_WHAT YOU HAVE TO DO_:
The answer must be every line of the data that holds the word "pipeline".

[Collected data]
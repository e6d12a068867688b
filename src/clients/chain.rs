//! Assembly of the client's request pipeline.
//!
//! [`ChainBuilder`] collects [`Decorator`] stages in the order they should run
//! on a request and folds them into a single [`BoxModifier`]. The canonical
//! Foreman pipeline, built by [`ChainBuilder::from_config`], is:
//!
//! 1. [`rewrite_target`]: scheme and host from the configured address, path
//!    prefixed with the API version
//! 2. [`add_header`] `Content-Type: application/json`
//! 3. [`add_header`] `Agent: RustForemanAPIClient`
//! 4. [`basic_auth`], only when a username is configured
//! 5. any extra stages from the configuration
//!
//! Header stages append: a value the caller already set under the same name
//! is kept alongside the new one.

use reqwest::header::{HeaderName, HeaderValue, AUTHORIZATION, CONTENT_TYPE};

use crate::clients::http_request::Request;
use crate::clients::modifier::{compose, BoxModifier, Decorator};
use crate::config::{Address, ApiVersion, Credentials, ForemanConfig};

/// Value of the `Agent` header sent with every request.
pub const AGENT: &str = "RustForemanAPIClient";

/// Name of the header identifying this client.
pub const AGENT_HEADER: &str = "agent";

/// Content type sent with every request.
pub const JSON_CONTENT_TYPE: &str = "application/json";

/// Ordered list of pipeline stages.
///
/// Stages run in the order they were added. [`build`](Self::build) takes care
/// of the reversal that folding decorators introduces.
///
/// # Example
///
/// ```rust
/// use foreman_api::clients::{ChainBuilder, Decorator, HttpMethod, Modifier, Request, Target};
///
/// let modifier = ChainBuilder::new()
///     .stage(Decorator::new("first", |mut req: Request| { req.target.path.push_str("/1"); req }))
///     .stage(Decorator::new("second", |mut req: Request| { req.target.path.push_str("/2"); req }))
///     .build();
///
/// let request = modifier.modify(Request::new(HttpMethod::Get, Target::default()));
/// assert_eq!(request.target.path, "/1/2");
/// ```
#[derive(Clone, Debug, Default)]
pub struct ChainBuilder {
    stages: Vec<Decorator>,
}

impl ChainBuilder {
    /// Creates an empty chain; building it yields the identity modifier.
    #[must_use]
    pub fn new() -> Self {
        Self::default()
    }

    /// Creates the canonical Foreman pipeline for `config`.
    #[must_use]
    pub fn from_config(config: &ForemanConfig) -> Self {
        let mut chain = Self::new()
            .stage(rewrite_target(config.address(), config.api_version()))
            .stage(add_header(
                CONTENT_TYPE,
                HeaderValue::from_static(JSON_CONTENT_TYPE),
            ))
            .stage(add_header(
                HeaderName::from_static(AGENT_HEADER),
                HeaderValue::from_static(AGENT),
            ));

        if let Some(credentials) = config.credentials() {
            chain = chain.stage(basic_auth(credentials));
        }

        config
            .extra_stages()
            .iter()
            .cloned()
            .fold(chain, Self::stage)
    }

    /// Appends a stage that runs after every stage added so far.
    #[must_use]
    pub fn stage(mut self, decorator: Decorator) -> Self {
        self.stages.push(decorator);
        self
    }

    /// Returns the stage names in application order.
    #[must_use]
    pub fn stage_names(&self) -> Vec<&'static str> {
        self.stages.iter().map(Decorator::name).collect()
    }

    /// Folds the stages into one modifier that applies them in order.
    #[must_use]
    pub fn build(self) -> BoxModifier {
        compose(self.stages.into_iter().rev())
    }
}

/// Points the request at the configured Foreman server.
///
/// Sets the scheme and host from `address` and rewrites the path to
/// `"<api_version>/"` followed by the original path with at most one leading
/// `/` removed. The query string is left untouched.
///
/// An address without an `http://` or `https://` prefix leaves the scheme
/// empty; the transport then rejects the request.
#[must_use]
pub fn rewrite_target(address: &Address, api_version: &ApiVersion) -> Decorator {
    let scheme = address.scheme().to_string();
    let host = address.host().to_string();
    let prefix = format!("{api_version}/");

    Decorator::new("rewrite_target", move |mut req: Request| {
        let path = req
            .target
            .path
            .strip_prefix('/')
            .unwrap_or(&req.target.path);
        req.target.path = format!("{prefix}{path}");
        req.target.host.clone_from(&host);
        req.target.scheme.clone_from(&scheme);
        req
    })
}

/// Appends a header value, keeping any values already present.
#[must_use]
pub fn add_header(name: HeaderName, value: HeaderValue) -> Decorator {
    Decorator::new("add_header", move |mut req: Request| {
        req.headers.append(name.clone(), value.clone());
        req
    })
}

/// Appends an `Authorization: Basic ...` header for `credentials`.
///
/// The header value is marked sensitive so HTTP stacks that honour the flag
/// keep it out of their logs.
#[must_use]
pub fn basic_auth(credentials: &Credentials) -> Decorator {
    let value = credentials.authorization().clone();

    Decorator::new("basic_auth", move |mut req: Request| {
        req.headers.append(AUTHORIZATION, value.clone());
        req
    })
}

_TASK SOLUTION_:
//! Assembly of the client's request pipeline.
//! Foreman pipeline, built by [`ChainBuilder::from_config`], is:
/// Ordered list of pipeline stages.
    /// Creates the canonical Foreman pipeline for `config`.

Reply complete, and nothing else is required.